Statins are crucial for both the prevention and management of atherosclerotic cardiovascular disease (ASCVD). However, even with optimized statin therapy, a significant residual risk of ASCVD remains, highlighting the need for innovative approaches to lipid-lowering therapies (LLT) that more effectively target low-density lipoprotein cholesterol (LDL-C) and other atherogenic lipoproteins. Recently, novel pharmacologic agents have been introduced for the management of dyslipidemia. Bempedoic acid, an inhibitor of ATP citrate lyase, has emerged as a promising alternative for patients who exhibit statin intolerance. Moreover, proprotein convertase subtilisin/kexin type 9 (PCSK9) inhibitors have transformed the management of hypercholesterolemia by reducing LDL-C levels. PCSK9 is a protein that mediates LDL receptor degradation; its inhibition enhances LDL receptor recycling, facilitating increased LDL-C uptake. New antisense oligonucleotides targeting apolipoprotein C3 (apoC3), ANGPTL3, and lipoprotein(a) have demonstrated significant reductions in these molecules, offering potential therapeutic advantages for certain dyslipidemias.
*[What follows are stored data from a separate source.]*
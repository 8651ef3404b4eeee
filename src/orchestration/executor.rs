//! Executor capability boundary.
//!
//! The scheduler is executor-agnostic: anything that can turn a `Task`
//! into a result payload or an error string can drive a session. The
//! scheduler enforces each task's time budget externally, so executors
//! do not need to self-police timeouts.

use async_trait::async_trait;
use serde_json::{json, Value};
use tokio::process::Command;

use crate::clog_trace;
use crate::core::task::Task;

/// Outcome of a single execution attempt.
///
/// `Ok` carries the result payload persisted into the checkpoint;
/// `Err` carries a human-readable failure description.
pub type ExecOutcome = std::result::Result<Value, String>;

/// External capability that performs a task's actual work.
#[async_trait]
pub trait Executor: Send + Sync {
    async fn execute(&self, task: &Task) -> ExecOutcome;
}

/// Closure-backed executor.
///
/// Useful for library embedders and deterministic tests: the closure
/// decides each task's outcome synchronously.
pub struct FnExecutor<F>
where
    F: Fn(&Task) -> ExecOutcome + Send + Sync,
{
    f: F,
}

impl<F> FnExecutor<F>
where
    F: Fn(&Task) -> ExecOutcome + Send + Sync,
{
    pub fn new(f: F) -> Self {
        Self { f }
    }
}

#[async_trait]
impl<F> Executor for FnExecutor<F>
where
    F: Fn(&Task) -> ExecOutcome + Send + Sync,
{
    async fn execute(&self, task: &Task) -> ExecOutcome {
        (self.f)(task)
    }
}

/// Executor that runs each task's shell command as a subprocess.
///
/// This is the executor behind the `convoy run` CLI. The command is
/// taken from `task.command`; stdout/stderr are captured into the result
/// payload. A non-zero exit code is an execution failure.
pub struct CommandExecutor {
    shell: String,
}

impl CommandExecutor {
    /// Create a command executor using `sh -c`.
    pub fn new() -> Self {
        Self {
            shell: "sh".to_string(),
        }
    }

    /// Use a different shell binary (e.g. "bash").
    pub fn with_shell(shell: &str) -> Self {
        Self {
            shell: shell.to_string(),
        }
    }

    /// Check whether the configured shell is on PATH.
    pub fn is_available(&self) -> bool {
        which::which(&self.shell).is_ok()
    }
}

impl Default for CommandExecutor {
    fn default() -> Self {
        Self::new()
    }
}

#[async_trait]
impl Executor for CommandExecutor {
    async fn execute(&self, task: &Task) -> ExecOutcome {
        let command = task
            .command
            .as_deref()
            .ok_or_else(|| format!("task {} has no command", task.id))?;

        clog_trace!("CommandExecutor task={} command={}", task.id, command);

        let output = Command::new(&self.shell)
            .arg("-c")
            .arg(command)
            .kill_on_drop(true)
            .output()
            .await
            .map_err(|e| format!("failed to spawn {}: {}", self.shell, e))?;

        let stdout = String::from_utf8_lossy(&output.stdout).to_string();
        let stderr = String::from_utf8_lossy(&output.stderr).to_string();
        let exit_code = output.status.code().unwrap_or(-1);

        if output.status.success() {
            Ok(json!({
                "exit_code": exit_code,
                "stdout": stdout,
                "stderr": stderr,
            }))
        } else {
            Err(format!(
                "command exited with code {}: {}",
                exit_code,
                stderr.trim()
            ))
        }
    }
}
Ongoing research is also evaluating apolipoprotein A1 (apoA1) to leverage the protective effects of high-density lipoprotein cholesterol (HDL-C), though conclusive clinical evidence is still required. This review examines the mechanisms and clinical efficacy of emerging LLT other than statins, focusing on bempedoic acid and PCSK9 inhibitors. Bempedoic acid acts upstream in the cholesterol biosynthesis pathway, offering a potentially safer option for patients intolerant to statins. PCSK9 inhibitors enhance LDL receptor recycling, significantly lowering LDL-C levels and reducing cardiovascular risk. A deeper understanding of these mechanisms is essential for the advancement of therapeutic strategies in dyslipidemia and cardiovascular disease management.